Walikota Kaohsiung, Han Kuo-yu Akan Maju Menantang Tsai Ing-wen untuk Kursi Presiden Taiwan

0 13

Walikota Kaohsiung Han Kuo-yu telah memenangkan nominasi Kuomintang untuk mencalonkan diri sebagai presiden Taiwan setelah dua bulan pemilihan pendahuluan yang sengit yang mengancam akan memecah belah partai oposisi utama.

Han, yang telah menjadi walikota hanya selama tujuh bulan, mengalahkan pendiri miliarder Foxconn, Terry Gou Tai-ming dan tiga pesaing lainnya yang muncul pada hari Senin sebagai pemenang lomba, ditentukan oleh survei opini publik yang dilakukan dalam tujuh hari terakhir.

Dia didukung oleh 44,8 persen, di depan Gou di tempat kedua dengan 27,7 persen, wakil ketua KMT Tseng Yung-chuan mengumumkan.

Mantan walikota New Taipei Eric Chu Li-luan di tempat ketiga dengan 17,9 persen, diikuti oleh mantan hakim daerah Taipei Chou Hsi-wei dengan 6 persen dan presiden Sekolah Yat-sen Kuomintang (KMT) Chang Ya-chung dengan 3,5 persen.

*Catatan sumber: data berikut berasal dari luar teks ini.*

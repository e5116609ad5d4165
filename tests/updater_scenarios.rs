//! Scenario S6 from spec.md §8: one full Updater cycle against a
//! `wiremock`-stubbed `threatListUpdates:fetch` endpoint, asserting the
//! Prefix Store and cursor land in the state the delta describes.
//! Requires `DATABASE_URL_TEST` and `REDIS_URL_TEST`; `#[ignore]`d by
//! default (see `lookup_scenarios.rs`).

use base64::Engine;
use std::time::Duration;
use tokio_util::sync::CancellationToken;
use url_safety_checker::cache::Cache;
use url_safety_checker::safebrowsing::SafeBrowsingClient;
use url_safety_checker::store::pool::{ConnectionPool, DatabaseConfig};
use url_safety_checker::store::PrefixStore;
use url_safety_checker::updater::Updater;

#[tokio::test]
#[ignore] // requires live postgres + redis
async fn s6_updater_applies_one_delta() {
    let db_url = std::env::var("DATABASE_URL_TEST").expect("DATABASE_URL_TEST required");
    let redis_url = std::env::var("REDIS_URL_TEST").expect("REDIS_URL_TEST required");

    let pool = ConnectionPool::connect(DatabaseConfig { url: db_url, ..Default::default() })
        .await
        .unwrap();
    let store = PrefixStore::new(pool);
    let cache = Cache::connect(&redis_url).await.unwrap();

    let starting_idx = cache.get_idx().await.unwrap();

    let raw_hashes = base64::engine::general_purpose::STANDARD.encode([1u8, 2, 3, 4, 5, 6, 7, 8]);
    let delta_page = serde_json::json!({
        "listUpdateResponses": [{
            "threatType": "MALWARE",
            "additions": [{ "compressionType": "RAW", "rawHashes": { "prefixSize": 4, "rawHashes": raw_hashes } }],
            "removals": [],
            "newClientState": "abc",
            "checksum": {},
        }]
    });
    let empty_page = serde_json::json!({ "listUpdateResponses": [] });

    let mock_server = wiremock::MockServer::start().await;
    wiremock::Mock::given(wiremock::matchers::method("POST"))
        .and(wiremock::matchers::path_regex("threatListUpdates:fetch"))
        .respond_with(wiremock::ResponseTemplate::new(200).set_body_json(delta_page))
        .up_to_n_times(1)
        .mount(&mock_server)
        .await;
    wiremock::Mock::given(wiremock::matchers::method("POST"))
        .and(wiremock::matchers::path_regex("threatListUpdates:fetch"))
        .respond_with(wiremock::ResponseTemplate::new(200).set_body_json(empty_page))
        .mount(&mock_server)
        .await;

    let client = SafeBrowsingClient::with_base_urls(
        "unused".to_string(),
        format!("{}/threatListUpdates:fetch", mock_server.uri()),
        format!("{}/fullHashes:find", mock_server.uri()),
    );

    let updater = Updater::new(client, store.clone(), cache.clone());
    let token = CancellationToken::new();
    let run_token = token.clone();
    let handle = tokio::spawn(async move { updater.run(run_token).await });

    tokio::time::sleep(Duration::from_secs(6)).await;
    token.cancel();
    handle.abort();

    assert_eq!(cache.get("state:MALWARE").await.unwrap(), Some("abc".to_string()));
    assert_eq!(cache.get_idx().await.unwrap(), starting_idx + 2);

    let p1 = base64::engine::general_purpose::STANDARD.encode([1u8, 2, 3, 4]);
    let p2 = base64::engine::general_purpose::STANDARD.encode([5u8, 6, 7, 8]);
    let present = store.exists_in(&[p1, p2]).await.unwrap();
    assert_eq!(present.len(), 2);
}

Tseng mengatakan pada konferensi pers di Taipei bahwa hasilnya akan dikirim ke komite berdiri pusat KMT untuk mengkonfirmasi pencalonan Han sebagai kandidatnya.

Kelima telah terlibat dalam kampanye sengit sejak Mei, dengan Gou dipandang sebagai penantang terdekat Han. Di bagian akhir perlombaan, Gou mengisyaratkan dalam sebuah penampilan di televisi Taiwan bahwa ia mungkin keluar dari partai untuk mencalonkan diri sebagai presiden secara mandiri, seperti seseorang telah menyarankannya untuk melakukan – yang akan mengancam untuk membagi KMT ramah-Beijing dan merusak peluangnya. keberhasilan dalam pemilihan presiden pada bulan Januari.

Han sekarang akan mewakili KMT untuk menantang Tsai Ing-wen, dari Partai Progresif Demokratik yang berpihak pada kemerdekaan. Ia menjadi walikota Kaohsiung – markas besar pro-kemerdekaan di Taiwan selatan – dalam pemilihan pemerintah lokal November lalu, ketika ia membantu KMT mendapatkan kembali kendali atas 15 dari 22 kota dan kabupaten pulau yang diperintah sendiri itu.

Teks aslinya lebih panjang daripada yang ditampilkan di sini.